Dispute Resolution in International Mining Contracts

By James Bremen

International mining companies, contractors, owners and developers probably feel they have enough to worry about when they commence negotiations for the construction and operation of a new mining project, without considering what might happen if the project does not run according to plan. Along with the construction of the mine, thought must also be given to its operation, maintenance and productivity. It is all too easy to pay little attention to the dispute resolution clause during the contract negotiation phase as no one wants to contemplate that the relationship between the mine developer or owner and contractor may turn sour. However, where the process is managed effectively, and careful consideration is given to the drafting, it can be beneficial to all parties concerned, and provide considerable cost-saving benefit in the long term.

A dispute resolution clause in an international mining contract needs to function effectively for the whole project, not just the individual contract in question.

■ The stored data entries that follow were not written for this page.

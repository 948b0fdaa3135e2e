//! Page capture loop: walk one opened item page by page.
//!
//! ```text
//!   OPENING ──▶ CAPTURING ──▶ ADVANCING ──advanced──▶ CAPTURING
//!      │            │             ├──exhausted──▶ DONE
//!      │            │             └──failed─────┐
//!      └──error─────┴──error────────────────────▼
//!                                           RECOVERING ──advanced──▶ CAPTURING
//!                                                 ├──exhausted──▶ DONE
//!                                                 └──failed─────▶ ABORTED
//! ```
//!
//! Every pass through `CAPTURING` either moves the cursor forward or ends
//! the loop, so a run never spins on a single page. Before capturing, a
//! session reset runs whenever `pages_since_reset` has reached the configured
//! interval on any page after the first; its failures are logged and do not
//! interrupt capture.
//!
//! Artifacts are staged in strictly increasing page order. The only repeated
//! index is the page re-rendered after a reset, which overwrites itself.

use crate::config::{AdvanceFailurePolicy, ArchiveConfig};
use crate::error::CaptureError;
use crate::output::{CaptureOutcome, CaptureReport};
use crate::pipeline::capture;
use crate::pipeline::staging::StagingStore;
use crate::session::{AdvanceOutcome, RenderingSession, SessionError};
use std::sync::atomic::Ordering;
use tracing::{debug, error, info, warn};

/// States of the capture state machine.
#[derive(Debug, Clone, Copy, PartialEq, Eq)]
pub enum LoopState {
    Opening,
    Capturing,
    Advancing,
    Recovering,
    Done,
    Aborted,
}

impl LoopState {
    pub fn is_terminal(self) -> bool {
        matches!(self, LoopState::Done | LoopState::Aborted)
    }
}

/// Mutable cursor over the open item. Owned by the loop alone.
#[derive(Debug, Clone, PartialEq, Eq)]
pub struct CaptureSession {
    pub current_page_index: u32,
    pub pages_since_reset: u32,
    pub has_more_pages: bool,
}

impl Default for CaptureSession {
    fn default() -> Self {
        Self {
            current_page_index: 1,
            pages_since_reset: 0,
            has_more_pages: true,
        }
    }
}

impl CaptureSession {
    /// Move to the next page index after a successful advance.
    fn step(&mut self) {
        self.current_page_index += 1;
        self.pages_since_reset += 1;
    }

    /// Whether a reset is due before capturing the current page.
    pub fn reset_due(&self, interval: u32) -> bool {
        self.current_page_index > 1 && self.pages_since_reset >= interval
    }
}

/// Drive `session` from the first page to exhaustion, staging into `store`.
///
/// Never returns an error: per-page failures are recorded in the report and
/// every artifact staged before an abort stays in `store`.
pub async fn run_capture_loop<S: RenderingSession>(
    session: &mut S,
    store: &StagingStore,
    config: &ArchiveConfig,
    item_name: &str,
) -> CaptureReport {
    let mut runner = LoopRunner {
        session,
        store,
        config,
        item_name,
        cursor: CaptureSession::default(),
        report: CaptureReport::default(),
    };
    let final_state = runner.run().await;

    let mut report = runner.report;
    report.outcome = if final_state == LoopState::Done {
        CaptureOutcome::Done
    } else {
        CaptureOutcome::Aborted
    };
    // A cancelled cursor points at a page that was never attempted.
    report.last_page_index = if report.cancelled {
        runner.cursor.current_page_index.saturating_sub(1)
    } else {
        runner.cursor.current_page_index
    };

    info!(
        "\"{}\": capture {:?} after {} page(s), {} error(s), {} reset(s)",
        item_name,
        report.outcome,
        report.pages_captured.len(),
        report.page_errors.len(),
        report.resets
    );
    if let Some(ref cb) = config.progress_callback {
        cb.on_capture_complete(&report);
    }
    report
}

struct LoopRunner<'a, S> {
    session: &'a mut S,
    store: &'a StagingStore,
    config: &'a ArchiveConfig,
    item_name: &'a str,
    cursor: CaptureSession,
    report: CaptureReport,
}

impl<S: RenderingSession> LoopRunner<'_, S> {
    async fn run(&mut self) -> LoopState {
        let mut state = LoopState::Opening;
        while !state.is_terminal() {
            let next = match state {
                LoopState::Opening => self.open_first_page().await,
                LoopState::Capturing => self.capture_step().await,
                LoopState::Advancing => self.advance_step().await,
                LoopState::Recovering => self.recover_step().await,
                LoopState::Done | LoopState::Aborted => state,
            };
            debug!(
                "\"{}\" page {}: {:?} → {:?}",
                self.item_name, self.cursor.current_page_index, state, next
            );
            state = next;
        }
        state
    }

    // ── OPENING ─────────────────────────────────────────────────────────

    async fn open_first_page(&mut self) -> LoopState {
        let marker = self.session.first_page_marker();
        match self.session.navigate_to_marker(&marker).await {
            Ok(()) => LoopState::Capturing,
            Err(e) => {
                self.record_error(CaptureError::OpenFailed {
                    page: self.cursor.current_page_index,
                    detail: e.to_string(),
                });
                LoopState::Recovering
            }
        }
    }

    // ── CAPTURING ───────────────────────────────────────────────────────

    async fn capture_step(&mut self) -> LoopState {
        if self.cancelled() {
            warn!(
                "\"{}\": cancelled at page {}",
                self.item_name, self.cursor.current_page_index
            );
            self.report.cancelled = true;
            return LoopState::Aborted;
        }

        if self.cursor.reset_due(self.config.reset_interval) {
            self.reset_session().await;
        }

        match self.capture_current().await {
            Ok(()) => LoopState::Advancing,
            Err(e) => {
                self.record_error(e);
                LoopState::Recovering
            }
        }
    }

    async fn capture_current(&mut self) -> Result<(), CaptureError> {
        let page = self.cursor.current_page_index;
        let wait = self.config.surface_ready_wait;

        match tokio::time::timeout(wait, self.session.wait_until_ready()).await {
            Err(_) => {
                return Err(CaptureError::SurfaceTimeout {
                    page,
                    secs: wait.as_secs_f64(),
                })
            }
            Ok(Err(e)) => return Err(session_error(page, e)),
            Ok(Ok(())) => {}
        }

        let surface = self
            .session
            .current_surface()
            .await
            .map_err(|e| session_error(page, e))?;
        let image = capture::capture_page(surface, page, self.config.scale_factor).await?;

        self.store
            .put(page, &image.png)
            .await
            .map_err(|e| CaptureError::Stage {
                page,
                detail: e.to_string(),
            })?;

        if let Err(pos) = self.report.pages_captured.binary_search(&page) {
            self.report.pages_captured.insert(pos, page);
        }
        info!("✓ \"{}\" page {} saved", self.item_name, page);
        if let Some(ref cb) = self.config.progress_callback {
            cb.on_page_captured(page, image.png.len());
        }
        Ok(())
    }

    /// Reload the viewer and return to the page it was showing.
    async fn reset_session(&mut self) {
        let page = self.cursor.current_page_index;
        self.report.resets += 1;
        self.cursor.pages_since_reset = 0;
        if let Some(ref cb) = self.config.progress_callback {
            cb.on_session_reset(page);
        }

        match self.reload_and_return().await {
            Ok(()) => info!("\"{}\": session reset before page {}", self.item_name, page),
            Err(e) => {
                self.report.failed_resets += 1;
                warn!(
                    "\"{}\": session reset before page {} failed: {}",
                    self.item_name, page, e
                );
            }
        }
    }

    async fn reload_and_return(&mut self) -> Result<(), SessionError> {
        let marker = self.session.current_marker().await?;
        self.session.reset().await?;
        tokio::time::sleep(self.config.reload_settle_wait).await;
        self.session.navigate_to_marker(&marker).await
    }

    // ── ADVANCING ───────────────────────────────────────────────────────

    async fn advance_step(&mut self) -> LoopState {
        if self.cap_reached() {
            return LoopState::Done;
        }

        match self.session.advance().await {
            AdvanceOutcome::Advanced => {
                self.cursor.step();
                LoopState::Capturing
            }
            AdvanceOutcome::Exhausted => {
                self.cursor.has_more_pages = false;
                LoopState::Done
            }
            AdvanceOutcome::Failed(detail) => match self.config.advance_failure {
                AdvanceFailurePolicy::EndOfItem => {
                    info!(
                        "\"{}\": advance after page {} failed ({}); treating as end of item",
                        self.item_name, self.cursor.current_page_index, detail
                    );
                    self.cursor.has_more_pages = false;
                    LoopState::Done
                }
                AdvanceFailurePolicy::Retry => {
                    self.record_error(CaptureError::AdvanceFailed {
                        page: self.cursor.current_page_index,
                        detail,
                    });
                    LoopState::Recovering
                }
            },
        }
    }

    // ── RECOVERING ──────────────────────────────────────────────────────

    async fn recover_step(&mut self) -> LoopState {
        if self.cap_reached() {
            return LoopState::Done;
        }
        let page = self.cursor.current_page_index;
        match self.session.advance().await {
            AdvanceOutcome::Advanced => {
                self.cursor.step();
                info!(
                    "\"{}\": recovered past page {}, continuing at page {}",
                    self.item_name, page, self.cursor.current_page_index
                );
                LoopState::Capturing
            }
            AdvanceOutcome::Exhausted => {
                self.cursor.has_more_pages = false;
                LoopState::Done
            }
            AdvanceOutcome::Failed(detail) => {
                error!(
                    "\"{}\": recovery advance after page {} failed: {}; aborting with {} page(s) staged",
                    self.item_name,
                    page,
                    detail,
                    self.report.pages_captured.len()
                );
                LoopState::Aborted
            }
        }
    }

    // ── Helpers ─────────────────────────────────────────────────────────

    fn record_error(&mut self, e: CaptureError) {
        error!("❌ \"{}\": {}", self.item_name, e);
        if let Some(ref cb) = self.config.progress_callback {
            cb.on_page_error(e.page(), &e.to_string());
        }
        self.report.page_errors.push(e);
    }

    fn cap_reached(&self) -> bool {
        match self.config.max_pages {
            Some(cap) if self.cursor.current_page_index >= cap => {
                info!("\"{}\": page cap {} reached", self.item_name, cap);
                true
            }
            _ => false,
        }
    }

    fn cancelled(&self) -> bool {
        self.config
            .cancel
            .as_ref()
            .is_some_and(|flag| flag.load(Ordering::SeqCst))
    }
}

fn session_error(page: u32, e: SessionError) -> CaptureError {
    CaptureError::Session {
        page,
        detail: e.to_string(),
    }
}
//! # folio-archive
//!
//! Archive the pages of a canvas-based web book reader into PDF documents.
//!
//! ## Why this crate?
//!
//! Some online readers only ever show a book one rendered `<canvas>` at a
//! time: there is no download, no text layer, nothing to print. This crate
//! drives the reader page by page, reads each canvas back at a higher
//! resolution, and stitches the pages into one PDF per book, keeping the
//! page images as a backup.
//!
//! ## Pipeline Overview
//!
//! ```text
//! Catalog
//!  │
//!  ├─ 1. Select  list the library, pick an item (interactive)
//!  ├─ 2. Open    open the item, jump to the cover marker
//!  ├─ 3. Capture walk pages: wait → read canvas → upscale → stage N.png
//!  │             (session reset every N pages, one-step recovery on error)
//!  ├─ 4. Assemble fit every staged page onto an A4 canvas → <name>.pdf
//!  └─ 5. Backup  move staged pages to save/<name>/ and clear staging
//! ```
//!
//! The core only talks to the reader through [`session::RenderingSession`]
//! and [`session::Catalog`]; [`session::viewer::ViewerSession`] implements
//! both over the Chrome DevTools Protocol.
//!
//! ## Quick Start
//!
//! ```rust,no_run
//! use folio_archive::session::cdp::{Browser, LaunchOptions};
//! use folio_archive::session::viewer::{ViewerProfile, ViewerSession};
//! use folio_archive::{archive_item, ArchiveConfig, Catalog, Credentials};
//!
//! #[tokio::main]
//! async fn main() -> Result<(), Box<dyn std::error::Error>> {
//!     let config = ArchiveConfig::default();
//!     let credentials = Credentials::from_env()?;
//!
//!     let browser = Browser::launch(&LaunchOptions::default()).await?;
//!     let client = browser.connect_page().await?;
//!     let mut viewer = ViewerSession::new(client, ViewerProfile::default(), &config).await?;
//!     viewer.login(&credentials).await?;
//!
//!     let items = viewer.list_items().await?;
//!     let summary = archive_item(&mut viewer, &items[0], &config).await?;
//!     eprintln!("{} pages → {:?}", summary.capture.captured_count(), summary.document);
//!     Ok(())
//! }
//! ```
//!
//! ## Feature Flags
//!
//! | Feature | Default | Description |
//! |---------|---------|-------------|
//! | `cli`   | on      | Enables the `folio` binary (clap + anyhow + tracing-subscriber + indicatif) |
//!
//! Disable `cli` when using only the library:
//! ```toml
//! folio-archive = { version = "0.1", default-features = false }
//! ```

// ── Modules ──────────────────────────────────────────────────────────────

pub mod archive;
pub mod config;
pub mod error;
pub mod output;
pub mod pipeline;
pub mod progress;
pub mod session;

// ── Re-exports ───────────────────────────────────────────────────────────

pub use archive::{archive_item, parse_selection, run_catalog, Selection, Selector};
pub use config::{AdvanceFailurePolicy, ArchiveConfig, ArchiveConfigBuilder, Credentials, PageCanvas};
pub use error::{ArchiveError, AssemblyWarning, CaptureError};
pub use output::{CaptureOutcome, CaptureReport, ItemSummary};
pub use pipeline::assemble::{DocumentWriter, OutputDocument, OutputPage, PdfiumWriter};
pub use progress::{CaptureProgressCallback, NoopProgressCallback, ProgressCallback};
pub use session::{
    AdvanceOutcome, Catalog, Item, ItemHandle, PageMarker, RenderingSession, SessionError, Surface,
};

For example, where there are likely to be numerous suppliers and contractors from different countries involved in the project it is beneficial if the dispute resolution clauses are drafted to allow consolidation of disputes where necessary.

A well drafted dispute resolution clause in an international mining contract will consider the following issues.

Jurisdiction

A local court may not have the requisite experience in dealing with disputes of an international nature that relate specifically to the mining sector and this could lead to an unpredictable outcome. The parties ought to consider if they are willing to take this risk by giving local courts jurisdiction under the contracts. Local court procedure in a developing country may be slow or overly bureaucratic and there are often rules placing restraints upon the nationality of advocates in local courts. While international arbitral tribunals and courts in the United States and the United Kingdom may be less open to corruption, there is always a risk in less developed judicial systems, particularly where one of the parties is a local government or state run entity, that the tribunal may favor the local party.

Choice of Law

Where the parties agree to the choice of law of the country where the mine is located, the parties ought to seek local legal advice in respect of any particular issues this may cause. In the case of a mining contract this may be particularly relevant to the enforceability of liquidated damages for both performance and delay. In many Gulf states, for example, the English law position that liquidated damages become unenforceable if they are considered punitive or not a genuine pre estimate of the loss at the time the contract was entered into, does not apply. Instead, principles of “good faith” and fairness are over-riding so any liquidated damages the developer may consider itself entitled to might be reduced by a judge if it considers the amount too high. This position is also relevant in a number of North African countries.

Choice of Forum

Choice of forum is often a decision between arbitration or litigation. Usually an international mining company will prefer international arbitration as it is generally considered more reliable and is frequently quicker than litigation through a local court system.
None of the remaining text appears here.